COVID-safety measures have resulted in a 2021 local government election campaign with a difference.
The 25 candidates contesting the Port Macquarie-Hastings Council election have been faced campaign restrictions due to COVID-safety measures.
Mayor Peta Pinson, who heads up Group D and is re-contesting the mayoral position, said she thought all the candidates had been disadvantaged in some way given the COVID-related rules.
"It is strikingly different to any other campaign I have been involved in," she said.
Cr Pinson's team made an early decision not to get close to people at voting centres as a COVID-safety measure.
"There is a feeling that people just want to vote and they don't want to be approached," Cr Pinson said.
Mayoral candidate Steven Gates said voters not being harassed outside the polling places was a positive change.
He said restrictions around large gatherings had impacted the campaign.
- Who is in the running for Port Macquarie-Hastings Council election
- 2021 Council Elections: Orbital Road corridor, roads and traffic management
- 2021 Council Elections: Management of Lake Cathie waterway
- 2021 Council Elections: Population growth and supporting infrastructure
- 2021 Council Elections: Development, protecting our coastline and housing
- 2021 Council Elections: What more can council do to protect koalas?

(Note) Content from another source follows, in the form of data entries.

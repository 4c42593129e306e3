use std::sync::Arc;

use accrual_client::AccrualService;
use log::*;
use loyalty_engine::LedgerDatabase;
use tokio::{
    sync::{mpsc, Mutex},
    task::JoinHandle,
};
use tokio_util::sync::CancellationToken;

use super::{worker::Worker, BatchDiscoverer, LedgerUpdater};
use crate::config::ReconcilerConfig;

/// Owns the reconciliation pipeline: one discovery task, a bounded job queue and a fixed pool of workers.
///
/// Dropping a `Reconciler` does not stop its tasks. Call [`Reconciler::shutdown`].
pub struct Reconciler {
    shutdown: CancellationToken,
    discoverer: JoinHandle<()>,
    workers: Vec<JoinHandle<()>>,
}

impl Reconciler {
    /// Spawns the discoverer and `config.workers` workers on the current Tokio runtime.
    pub fn start<B, C>(db: Arc<B>, client: Arc<C>, config: &ReconcilerConfig) -> Self
    where
        B: LedgerDatabase + 'static,
        C: AccrualService + 'static,
    {
        let shutdown = CancellationToken::new();
        let (sender, receiver) = mpsc::channel(config.queue_capacity.max(1));
        let queue = Arc::new(Mutex::new(receiver));
        let updater = LedgerUpdater::new(Arc::clone(&db), config);
        let workers = (0..config.workers.max(1))
            .map(|id| {
                let worker =
                    Worker::new(id, Arc::clone(&client), updater.clone(), Arc::clone(&queue), shutdown.clone());
                tokio::spawn(worker.run())
            })
            .collect::<Vec<_>>();
        let discoverer = BatchDiscoverer::new(db, config);
        let discoverer = tokio::spawn(discoverer.run(sender, config.poll_interval, shutdown.clone()));
        info!(
            "🔁️ Reconciler started with {} workers and a queue of {}",
            workers.len(),
            config.queue_capacity.max(1)
        );
        Self { shutdown, discoverer, workers }
    }

    /// Stops discovery, interrupts idle and paused workers, and waits for in-flight jobs to finish.
    pub async fn shutdown(self) {
        info!("🔁️ Reconciler shutting down");
        self.shutdown.cancel();
        if let Err(e) = self.discoverer.await {
            error!("🔁️ The discovery task failed. {e}");
        }
        for (id, worker) in self.workers.into_iter().enumerate() {
            if let Err(e) = worker.await {
                error!("🔁️ Worker {id} failed. {e}");
            }
        }
        info!("🔁️ Reconciler stopped");
    }
}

- 2021 Council elections: What is your position on sustainability and climate change
Mr Gates used a podcast series, which examines the issues facing the next elected body, as one of the ways to get his message out.
Lead candidate in Group E and mayoral contender Rachel Sheppard said the COVID-safety rules posed difficulties in getting information to voters who wanted to know about their options.
But she said it had been an overwhelmingly positive experience for the group's volunteers as they chatted with voters within the scope of the COVID-safe guidelines.
Ms Sheppard said that gave them the opportunity to be available to the community in a COVID-safe way.
Candidates/volunteers are entitled to stand within the 100m distance from a voting centre and talk to electors provided they are not handing out electoral material.
Deputy mayor Lisa Intemann, who leads Group A and is contesting the mayoral election, said not being able to hand out material at the polling places made it difficult to get the message across to voters.
"They have historically expected to be able to get that information at the polling place," she said.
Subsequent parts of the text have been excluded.